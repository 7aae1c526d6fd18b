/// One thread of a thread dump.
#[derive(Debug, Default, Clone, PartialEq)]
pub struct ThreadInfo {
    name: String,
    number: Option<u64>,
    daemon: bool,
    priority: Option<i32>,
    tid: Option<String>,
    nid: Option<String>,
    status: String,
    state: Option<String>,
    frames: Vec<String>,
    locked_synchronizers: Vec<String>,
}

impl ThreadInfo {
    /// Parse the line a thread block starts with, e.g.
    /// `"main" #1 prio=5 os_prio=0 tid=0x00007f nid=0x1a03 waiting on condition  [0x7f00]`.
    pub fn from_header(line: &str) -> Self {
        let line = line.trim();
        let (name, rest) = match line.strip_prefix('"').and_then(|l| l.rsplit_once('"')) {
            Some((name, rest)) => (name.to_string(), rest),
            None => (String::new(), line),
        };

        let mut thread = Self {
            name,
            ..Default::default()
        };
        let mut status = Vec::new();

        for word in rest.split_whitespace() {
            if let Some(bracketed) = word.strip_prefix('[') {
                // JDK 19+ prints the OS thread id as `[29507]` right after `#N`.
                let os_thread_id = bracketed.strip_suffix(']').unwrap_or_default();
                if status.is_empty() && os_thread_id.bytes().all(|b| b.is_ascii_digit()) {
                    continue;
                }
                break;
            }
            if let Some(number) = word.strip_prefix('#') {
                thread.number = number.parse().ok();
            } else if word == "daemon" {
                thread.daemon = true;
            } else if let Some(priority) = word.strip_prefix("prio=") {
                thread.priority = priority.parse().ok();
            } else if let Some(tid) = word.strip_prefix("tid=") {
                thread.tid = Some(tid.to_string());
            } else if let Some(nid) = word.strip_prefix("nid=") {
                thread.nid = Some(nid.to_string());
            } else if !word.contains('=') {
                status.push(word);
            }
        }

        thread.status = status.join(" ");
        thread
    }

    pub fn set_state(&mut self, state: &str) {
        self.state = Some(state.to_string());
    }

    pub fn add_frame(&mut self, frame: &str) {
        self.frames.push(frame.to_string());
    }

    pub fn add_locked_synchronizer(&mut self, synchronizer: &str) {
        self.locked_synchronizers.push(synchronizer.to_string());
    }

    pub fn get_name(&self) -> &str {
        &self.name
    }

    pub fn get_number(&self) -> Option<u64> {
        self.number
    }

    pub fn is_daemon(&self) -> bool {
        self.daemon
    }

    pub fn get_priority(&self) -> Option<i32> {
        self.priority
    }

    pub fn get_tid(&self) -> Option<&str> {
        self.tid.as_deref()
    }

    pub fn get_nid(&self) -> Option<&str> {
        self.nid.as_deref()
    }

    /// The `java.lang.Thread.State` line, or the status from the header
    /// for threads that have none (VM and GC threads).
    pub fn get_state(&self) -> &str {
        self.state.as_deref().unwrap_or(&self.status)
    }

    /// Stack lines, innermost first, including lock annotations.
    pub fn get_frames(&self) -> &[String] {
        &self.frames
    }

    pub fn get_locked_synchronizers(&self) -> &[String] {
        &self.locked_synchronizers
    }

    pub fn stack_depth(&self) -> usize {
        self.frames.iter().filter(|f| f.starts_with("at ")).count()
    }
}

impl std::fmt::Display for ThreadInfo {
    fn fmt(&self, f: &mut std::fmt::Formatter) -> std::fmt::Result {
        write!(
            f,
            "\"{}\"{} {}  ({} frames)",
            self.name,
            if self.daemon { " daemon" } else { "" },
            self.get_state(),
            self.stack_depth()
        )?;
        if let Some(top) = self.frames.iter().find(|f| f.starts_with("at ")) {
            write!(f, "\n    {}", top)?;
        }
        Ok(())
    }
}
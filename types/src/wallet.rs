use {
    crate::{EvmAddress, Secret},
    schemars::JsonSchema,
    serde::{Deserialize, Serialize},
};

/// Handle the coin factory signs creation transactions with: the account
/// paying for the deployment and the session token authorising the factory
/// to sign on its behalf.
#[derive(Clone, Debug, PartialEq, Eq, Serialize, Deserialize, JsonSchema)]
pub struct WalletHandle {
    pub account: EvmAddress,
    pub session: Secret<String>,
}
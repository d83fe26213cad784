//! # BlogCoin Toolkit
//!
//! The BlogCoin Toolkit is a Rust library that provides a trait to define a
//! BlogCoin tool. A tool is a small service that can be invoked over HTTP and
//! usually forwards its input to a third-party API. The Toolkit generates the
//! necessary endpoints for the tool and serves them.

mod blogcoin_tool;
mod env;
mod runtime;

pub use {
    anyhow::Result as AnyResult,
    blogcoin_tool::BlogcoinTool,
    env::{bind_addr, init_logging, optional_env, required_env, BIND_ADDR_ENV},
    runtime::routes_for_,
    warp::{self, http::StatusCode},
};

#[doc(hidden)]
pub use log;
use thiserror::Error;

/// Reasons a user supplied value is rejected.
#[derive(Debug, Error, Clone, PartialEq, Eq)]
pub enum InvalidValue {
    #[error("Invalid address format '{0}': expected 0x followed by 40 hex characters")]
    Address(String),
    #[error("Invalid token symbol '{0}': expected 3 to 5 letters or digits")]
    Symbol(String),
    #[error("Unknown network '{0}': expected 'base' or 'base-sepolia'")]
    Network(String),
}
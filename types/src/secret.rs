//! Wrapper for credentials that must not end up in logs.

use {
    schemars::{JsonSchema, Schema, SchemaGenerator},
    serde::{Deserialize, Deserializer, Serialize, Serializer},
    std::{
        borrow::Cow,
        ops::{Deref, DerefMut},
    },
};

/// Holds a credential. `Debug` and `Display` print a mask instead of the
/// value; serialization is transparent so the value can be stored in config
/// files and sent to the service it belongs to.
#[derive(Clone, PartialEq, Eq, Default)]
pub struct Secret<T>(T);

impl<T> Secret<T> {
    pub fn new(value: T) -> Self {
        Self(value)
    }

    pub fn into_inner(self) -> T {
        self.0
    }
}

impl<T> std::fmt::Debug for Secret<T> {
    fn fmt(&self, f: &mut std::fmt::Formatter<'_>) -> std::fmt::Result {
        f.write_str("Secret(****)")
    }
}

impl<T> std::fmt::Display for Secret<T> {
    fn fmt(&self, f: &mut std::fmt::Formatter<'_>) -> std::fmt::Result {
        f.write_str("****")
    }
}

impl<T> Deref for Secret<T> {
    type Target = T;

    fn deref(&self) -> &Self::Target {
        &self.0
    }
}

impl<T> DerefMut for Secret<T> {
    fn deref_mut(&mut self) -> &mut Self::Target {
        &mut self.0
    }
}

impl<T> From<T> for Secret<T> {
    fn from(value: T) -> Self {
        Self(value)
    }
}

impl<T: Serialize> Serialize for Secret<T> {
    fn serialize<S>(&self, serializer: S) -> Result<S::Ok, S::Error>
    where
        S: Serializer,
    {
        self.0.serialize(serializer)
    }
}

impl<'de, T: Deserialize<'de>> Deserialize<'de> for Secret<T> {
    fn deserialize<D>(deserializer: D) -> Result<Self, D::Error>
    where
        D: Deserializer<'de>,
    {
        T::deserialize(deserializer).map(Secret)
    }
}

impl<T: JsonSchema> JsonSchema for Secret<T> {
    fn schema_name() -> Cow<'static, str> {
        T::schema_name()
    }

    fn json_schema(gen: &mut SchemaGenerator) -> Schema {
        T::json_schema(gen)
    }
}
....
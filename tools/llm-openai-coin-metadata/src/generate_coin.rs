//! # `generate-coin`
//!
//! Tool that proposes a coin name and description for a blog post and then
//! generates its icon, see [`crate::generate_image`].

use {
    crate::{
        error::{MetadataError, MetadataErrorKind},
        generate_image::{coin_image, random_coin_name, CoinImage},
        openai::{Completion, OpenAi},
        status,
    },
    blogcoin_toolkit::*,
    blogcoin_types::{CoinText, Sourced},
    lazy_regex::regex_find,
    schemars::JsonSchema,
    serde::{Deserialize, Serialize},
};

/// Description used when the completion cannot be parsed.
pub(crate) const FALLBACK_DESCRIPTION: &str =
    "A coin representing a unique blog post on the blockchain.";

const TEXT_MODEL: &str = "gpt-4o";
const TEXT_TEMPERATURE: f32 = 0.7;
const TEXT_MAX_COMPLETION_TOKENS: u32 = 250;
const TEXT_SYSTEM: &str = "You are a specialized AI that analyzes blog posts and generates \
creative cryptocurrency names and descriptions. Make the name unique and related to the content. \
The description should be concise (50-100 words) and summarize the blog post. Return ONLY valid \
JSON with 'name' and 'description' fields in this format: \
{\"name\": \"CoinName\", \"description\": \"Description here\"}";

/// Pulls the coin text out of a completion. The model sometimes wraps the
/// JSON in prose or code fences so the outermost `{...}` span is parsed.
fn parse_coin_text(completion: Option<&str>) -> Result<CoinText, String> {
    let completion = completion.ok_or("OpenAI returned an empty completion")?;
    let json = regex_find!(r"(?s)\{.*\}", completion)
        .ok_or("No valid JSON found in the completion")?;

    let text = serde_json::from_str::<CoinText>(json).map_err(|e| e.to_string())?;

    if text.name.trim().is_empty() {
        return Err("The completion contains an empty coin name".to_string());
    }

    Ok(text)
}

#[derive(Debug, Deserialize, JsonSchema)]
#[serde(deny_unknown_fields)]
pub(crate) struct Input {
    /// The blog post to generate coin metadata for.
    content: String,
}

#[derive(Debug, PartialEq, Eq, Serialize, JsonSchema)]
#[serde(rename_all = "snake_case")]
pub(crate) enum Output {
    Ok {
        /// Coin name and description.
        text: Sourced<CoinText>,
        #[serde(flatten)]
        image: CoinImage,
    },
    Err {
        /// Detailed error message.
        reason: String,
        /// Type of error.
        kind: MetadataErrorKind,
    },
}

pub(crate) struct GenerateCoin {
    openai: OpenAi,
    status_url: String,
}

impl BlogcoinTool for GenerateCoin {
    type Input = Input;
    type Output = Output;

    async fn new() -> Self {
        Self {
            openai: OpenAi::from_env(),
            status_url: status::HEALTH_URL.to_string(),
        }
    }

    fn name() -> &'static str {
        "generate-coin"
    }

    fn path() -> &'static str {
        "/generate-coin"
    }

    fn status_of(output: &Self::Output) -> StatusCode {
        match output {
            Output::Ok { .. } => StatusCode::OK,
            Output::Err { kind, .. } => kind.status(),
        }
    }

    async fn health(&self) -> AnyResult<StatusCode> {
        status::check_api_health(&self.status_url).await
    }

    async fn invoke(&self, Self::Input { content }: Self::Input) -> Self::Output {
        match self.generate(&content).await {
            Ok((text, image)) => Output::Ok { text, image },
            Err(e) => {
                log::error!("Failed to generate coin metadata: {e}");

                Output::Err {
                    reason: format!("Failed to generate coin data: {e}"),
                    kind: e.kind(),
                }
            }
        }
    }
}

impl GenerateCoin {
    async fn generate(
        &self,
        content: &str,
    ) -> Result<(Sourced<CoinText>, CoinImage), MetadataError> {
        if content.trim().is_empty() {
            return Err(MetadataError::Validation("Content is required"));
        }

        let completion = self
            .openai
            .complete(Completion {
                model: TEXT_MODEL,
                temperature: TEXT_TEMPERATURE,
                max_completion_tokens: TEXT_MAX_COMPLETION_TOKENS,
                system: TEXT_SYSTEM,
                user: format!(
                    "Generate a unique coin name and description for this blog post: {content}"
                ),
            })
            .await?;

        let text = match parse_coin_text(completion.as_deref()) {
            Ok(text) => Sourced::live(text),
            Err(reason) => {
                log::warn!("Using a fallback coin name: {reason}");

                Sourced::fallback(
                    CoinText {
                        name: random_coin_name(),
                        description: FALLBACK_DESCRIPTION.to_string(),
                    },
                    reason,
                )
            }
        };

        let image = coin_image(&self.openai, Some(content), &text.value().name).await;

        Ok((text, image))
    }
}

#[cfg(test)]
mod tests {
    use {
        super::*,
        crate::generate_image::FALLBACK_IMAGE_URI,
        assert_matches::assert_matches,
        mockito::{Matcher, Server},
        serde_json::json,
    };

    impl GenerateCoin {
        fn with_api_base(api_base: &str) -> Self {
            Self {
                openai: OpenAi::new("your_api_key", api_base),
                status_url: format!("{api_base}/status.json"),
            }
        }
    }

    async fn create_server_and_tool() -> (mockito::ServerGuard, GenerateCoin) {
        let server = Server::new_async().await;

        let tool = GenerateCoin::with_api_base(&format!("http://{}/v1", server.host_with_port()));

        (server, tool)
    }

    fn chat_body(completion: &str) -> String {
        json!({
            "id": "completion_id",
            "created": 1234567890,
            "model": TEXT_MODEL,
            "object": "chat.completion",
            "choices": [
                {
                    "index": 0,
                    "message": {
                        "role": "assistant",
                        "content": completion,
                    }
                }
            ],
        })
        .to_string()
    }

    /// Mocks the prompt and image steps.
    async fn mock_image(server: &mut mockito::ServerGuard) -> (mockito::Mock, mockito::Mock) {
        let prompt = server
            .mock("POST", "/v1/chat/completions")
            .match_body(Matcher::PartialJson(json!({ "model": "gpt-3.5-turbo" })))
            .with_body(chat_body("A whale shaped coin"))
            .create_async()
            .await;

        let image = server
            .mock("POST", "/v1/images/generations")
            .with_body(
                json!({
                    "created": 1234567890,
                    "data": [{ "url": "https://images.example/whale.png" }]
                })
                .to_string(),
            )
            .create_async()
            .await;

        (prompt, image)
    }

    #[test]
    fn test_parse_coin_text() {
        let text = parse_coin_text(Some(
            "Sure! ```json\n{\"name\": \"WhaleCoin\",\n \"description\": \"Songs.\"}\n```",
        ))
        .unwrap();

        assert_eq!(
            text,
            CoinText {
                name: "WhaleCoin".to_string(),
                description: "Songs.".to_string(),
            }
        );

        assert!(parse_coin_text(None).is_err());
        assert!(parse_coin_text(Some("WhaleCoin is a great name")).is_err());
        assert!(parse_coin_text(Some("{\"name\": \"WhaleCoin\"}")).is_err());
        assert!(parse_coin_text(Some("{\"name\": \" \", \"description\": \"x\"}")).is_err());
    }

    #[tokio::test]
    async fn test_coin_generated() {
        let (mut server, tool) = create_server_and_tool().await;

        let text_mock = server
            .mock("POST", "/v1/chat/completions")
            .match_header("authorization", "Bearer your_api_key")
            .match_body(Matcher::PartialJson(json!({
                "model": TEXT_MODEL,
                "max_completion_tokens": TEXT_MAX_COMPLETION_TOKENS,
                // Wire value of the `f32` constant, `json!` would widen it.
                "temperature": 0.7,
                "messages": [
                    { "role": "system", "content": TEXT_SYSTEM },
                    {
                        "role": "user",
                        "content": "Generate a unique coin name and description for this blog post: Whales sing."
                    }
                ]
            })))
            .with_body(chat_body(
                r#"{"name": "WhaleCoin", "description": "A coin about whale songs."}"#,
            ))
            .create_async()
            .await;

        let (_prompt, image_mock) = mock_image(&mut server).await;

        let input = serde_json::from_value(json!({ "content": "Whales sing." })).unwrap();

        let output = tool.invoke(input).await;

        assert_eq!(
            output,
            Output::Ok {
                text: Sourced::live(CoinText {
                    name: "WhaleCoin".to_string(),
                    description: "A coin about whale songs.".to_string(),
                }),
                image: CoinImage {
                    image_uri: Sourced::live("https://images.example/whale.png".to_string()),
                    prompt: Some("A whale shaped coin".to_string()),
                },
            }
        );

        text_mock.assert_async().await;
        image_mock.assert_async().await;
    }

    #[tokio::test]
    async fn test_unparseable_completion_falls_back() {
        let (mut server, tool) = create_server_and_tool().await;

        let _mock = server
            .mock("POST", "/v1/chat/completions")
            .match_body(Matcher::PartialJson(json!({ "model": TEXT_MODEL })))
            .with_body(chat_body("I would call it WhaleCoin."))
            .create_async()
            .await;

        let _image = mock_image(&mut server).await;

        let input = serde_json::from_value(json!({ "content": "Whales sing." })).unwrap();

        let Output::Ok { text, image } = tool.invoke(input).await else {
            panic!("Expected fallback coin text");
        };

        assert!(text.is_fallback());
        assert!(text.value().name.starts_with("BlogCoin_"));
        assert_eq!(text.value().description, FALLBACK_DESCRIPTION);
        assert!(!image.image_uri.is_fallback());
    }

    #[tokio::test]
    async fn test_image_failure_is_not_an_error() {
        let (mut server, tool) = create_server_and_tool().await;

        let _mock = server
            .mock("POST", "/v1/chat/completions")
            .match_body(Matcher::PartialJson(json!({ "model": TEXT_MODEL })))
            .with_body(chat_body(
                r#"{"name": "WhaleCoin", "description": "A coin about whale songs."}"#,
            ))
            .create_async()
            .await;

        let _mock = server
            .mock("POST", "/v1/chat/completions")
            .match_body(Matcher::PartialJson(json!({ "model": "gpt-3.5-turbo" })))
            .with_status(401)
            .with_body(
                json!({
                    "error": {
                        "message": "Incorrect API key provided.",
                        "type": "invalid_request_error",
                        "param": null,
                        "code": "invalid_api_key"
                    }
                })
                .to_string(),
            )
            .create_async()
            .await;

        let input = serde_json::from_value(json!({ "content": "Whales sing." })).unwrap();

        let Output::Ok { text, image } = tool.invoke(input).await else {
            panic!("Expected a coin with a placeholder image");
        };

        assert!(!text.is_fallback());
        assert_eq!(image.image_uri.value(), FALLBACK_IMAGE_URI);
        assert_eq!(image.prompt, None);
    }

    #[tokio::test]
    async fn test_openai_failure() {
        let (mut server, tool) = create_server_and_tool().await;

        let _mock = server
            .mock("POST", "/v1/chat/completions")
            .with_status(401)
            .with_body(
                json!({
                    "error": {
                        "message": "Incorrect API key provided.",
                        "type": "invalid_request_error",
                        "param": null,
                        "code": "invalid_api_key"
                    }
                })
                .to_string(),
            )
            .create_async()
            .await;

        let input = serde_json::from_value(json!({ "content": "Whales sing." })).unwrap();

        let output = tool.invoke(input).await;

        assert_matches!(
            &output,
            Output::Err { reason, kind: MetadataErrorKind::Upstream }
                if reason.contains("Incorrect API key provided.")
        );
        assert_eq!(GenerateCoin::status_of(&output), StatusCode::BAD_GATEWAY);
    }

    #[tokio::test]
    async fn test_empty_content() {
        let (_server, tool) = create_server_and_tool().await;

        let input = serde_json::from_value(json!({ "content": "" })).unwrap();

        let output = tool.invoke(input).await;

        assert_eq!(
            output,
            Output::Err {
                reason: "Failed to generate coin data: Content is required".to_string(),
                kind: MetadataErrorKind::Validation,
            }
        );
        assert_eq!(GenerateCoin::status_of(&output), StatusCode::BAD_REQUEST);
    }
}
....
*Directions for this task:* Find the word "ServerGuard" in the entries above and gather every line that holds it.

*Response box:*
    async fn create_server_and_tool() -> (mockito::ServerGuard, GenerateCoin) {
    async fn mock_image(server: &mut mockito::ServerGuard) -> (mockito::Mock, mockito::Mock) {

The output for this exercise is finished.